We used to have to take Polaroids – clunky bloody things. Then digital cameras arrived and now we could create art with photo-imaging phones. Jason had won the last contest, but that was before the dentist. He’d still put his fifty quid in the kitty though, so there was £200 up for grabs.

Vanilla hadn’t won for ages – that’s why we’d started calling her Vanilla – she’d lost her edge, talking about how we were getting too old for it. Vanessa was her real name.

Daz could easily beat me to the money if he tried.

It’s not just winning the kitty that makes it important though. Getting out from under, that’s the point of it. Shaping the world for just long enough to take a picture and make it concrete – pushing reality into a shape that says something, means something.

We started with gin, on the coach. By Brighton we were stoked. Dazzer left us straight away; he must have had something in mind. Vanilla headed for the beach where some Armenian guys were offering henna tattoos for a fiver. She opted for a hieroglyph painted on her upper arm. I ran to the taxi rank. I wanted to get my entry out of the way early, before my brain was too fogged with booze. The driver dropped me at the statue of Queen Victoria and I slapped on my gloves and climbed. When I was level with Vicky’s face, I pulled out my phone and held it at arm’s length – giving her a good tongue smooch at the same time. It was a good picture, especially Victoria’s verdigris glare into my own swoonily closed eyes. The Union Jack tongue stud showed up nicely too. Understated but effective, I thought. A real contender.

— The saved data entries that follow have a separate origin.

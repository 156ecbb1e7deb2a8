//! Name-to-ID resolution shared by the command modules
//!
//! A lookup either yields exactly one ID or fails: no match is `NotFound`,
//! several matches are `Ambiguous` with the candidate IDs in the message.

use super::GraphClient;
use crate::error::{M365Error, Result};
use crate::util::url::odata_filter_value;
use serde::Deserialize;
use tracing::info;

/// Minimal directory object as returned with `$select=id,...`
#[derive(Debug, Clone, Deserialize)]
#[serde(rename_all = "camelCase")]
pub struct DirectoryObject {
    pub id: String,
    #[serde(default)]
    pub display_name: Option<String>,
    #[serde(default)]
    pub user_principal_name: Option<String>,
}

/// Reduce lookup results to the single expected item
pub fn single_match<T>(
    mut items: Vec<T>,
    not_found: impl FnOnce() -> String,
    ambiguous: impl FnOnce(&[T]) -> String,
) -> Result<T> {
    match items.len() {
        0 => Err(M365Error::NotFound(not_found())),
        1 => Ok(items.remove(0)),
        _ => Err(M365Error::Ambiguous(ambiguous(&items))),
    }
}

/// Resolve a Microsoft 365 group's ID from its display name
pub async fn group_id_by_name(client: &GraphClient, name: &str) -> Result<String> {
    info!("Retrieving group id for '{}'", name);
    let groups: Vec<DirectoryObject> = client
        .get_all_pages(&format!(
            "groups?$filter=displayName eq '{}'&$select=id,displayName",
            odata_filter_value(name)
        ))
        .await?;

    let group = single_match(
        groups,
        || format!("The specified group '{}' does not exist.", name),
        |found| {
            format!(
                "Multiple groups with name '{}' found: {}",
                name,
                found.iter().map(|g| g.id.as_str()).collect::<Vec<_>>().join(", ")
            )
        },
    )?;
    Ok(group.id)
}

/// Result of resolving user principal names
#[derive(Debug, Default)]
pub struct UserLookup {
    /// IDs of the users found, in input order
    pub ids: Vec<String>,
    /// Names that matched no user
    pub invalid: Vec<String>,
}

/// Resolve user IDs from user principal names.
///
/// Every name is looked up so unknown names can be reported together.
pub async fn user_ids_by_upn(client: &GraphClient, upns: &[String]) -> Result<UserLookup> {
    let mut lookup = UserLookup::default();

    for upn in upns {
        info!("Retrieving user id for '{}'", upn);
        let users: Vec<DirectoryObject> = client
            .get_all_pages(&format!(
                "users?$filter=userPrincipalName eq '{}'&$select=id,userPrincipalName",
                odata_filter_value(upn)
            ))
            .await?;

        match users.into_iter().next() {
            Some(user) => lookup.ids.push(user.id),
            None => lookup.invalid.push(upn.clone()),
        }
    }

    Ok(lookup)
}

#[cfg(test)]
mod tests {
    use super::*;

    #[test]
    fn test_single_match_outcomes() {
        let one = single_match(vec!["a"], || "none".into(), |_| "many".into());
        assert_eq!(one.unwrap(), "a");

        let none = single_match(Vec::<&str>::new(), || "none".into(), |_| "many".into());
        assert!(matches!(none, Err(M365Error::NotFound(m)) if m == "none"));

        let many = single_match(vec!["a", "b"], || "none".into(), |f| f.join(","));
        assert!(matches!(many, Err(M365Error::Ambiguous(m)) if m == "a,b"));
    }
}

I jogged back to Vanilla. She was in the public toilets, applying some weird gunk around the tattoo with an eye-shadow brush. She’s a pharmacist so she knows about chemicals. By the time we got back to the Armenians her arm was as pink and swollen as a bitten lip.

“Hey look,” said one of them, “The pretty girls are back.” I stuck my tongue out at him. He seemed to enjoy it.

Vanilla showed her arm and they jabbered at each other.

“Fifty quid or I report you,” she said calmly. I snapped their pictures quickly, so it looked as if we planned an official complaint. They tried to pick up their sheets of designs but she stood on the laid-out transfers. “Gonna risk an assault charge too?”

We split the take. Vanilla kept thirty – it was her arm. She went back to the bogs to clean off the inflammatory gunk and I sent my “Violating Victoria” image to Daz who called me straight back, he must have been close by.

“Yeah ... pretty cool Shelb. But I’m going to beat your arse like a drum with my entry – it’s the ultimate in alienation imagery. It will be an icon of disenfranchised cool, and I’ll be the poster boy of the Camus-reading public, you wait and see.”

Sometimes I thought Daz took it all too seriously. He’d trained as an artist, and working as a traffic warden was flaying him alive, but the whole thing was meant to be a bit of a laugh. A trip away every month to remind us of our youthful dreams: Vanilla the research chemist who never was; Shelby the wanabee world-famous psychiatrist, currently unemployed without a degree; and Dazzer - conceptual parking enforcement officer. And Jason of course. Jason had dreamed of a career in politics and ended up as an amateur gigolo for bored professional women – Portillo Pornstar.

“So, do you want to give us some clues then?” I was trying to keep it light, Daz had an intensity that could strip paint.

“Nah ... you suffer on it, Shelb. All I’ll tell you is; it involves a boy.”

That didn’t sound like Dazzer’s usual style. But boys were a part of the Brighton scene – a pretty substantial part of it from what I could see around me. Maybe he was mellowing after all. It had to be better than the ‘Immolated Mazda” he’d created last time in Lyme Regis, although Immolated Boy didn’t sound good either.

Vanilla reappeared and we headed for the bars. We tanked down half the Armenian beer money before she decided to stage a fight. She has a talent for it. Culture Clash VII she called it; a bunch of grungy students getting kicked senseless by some yachting types from Brighton Marina. She got a couple of good shots, nice composition, but really - VII! She’d done it to death.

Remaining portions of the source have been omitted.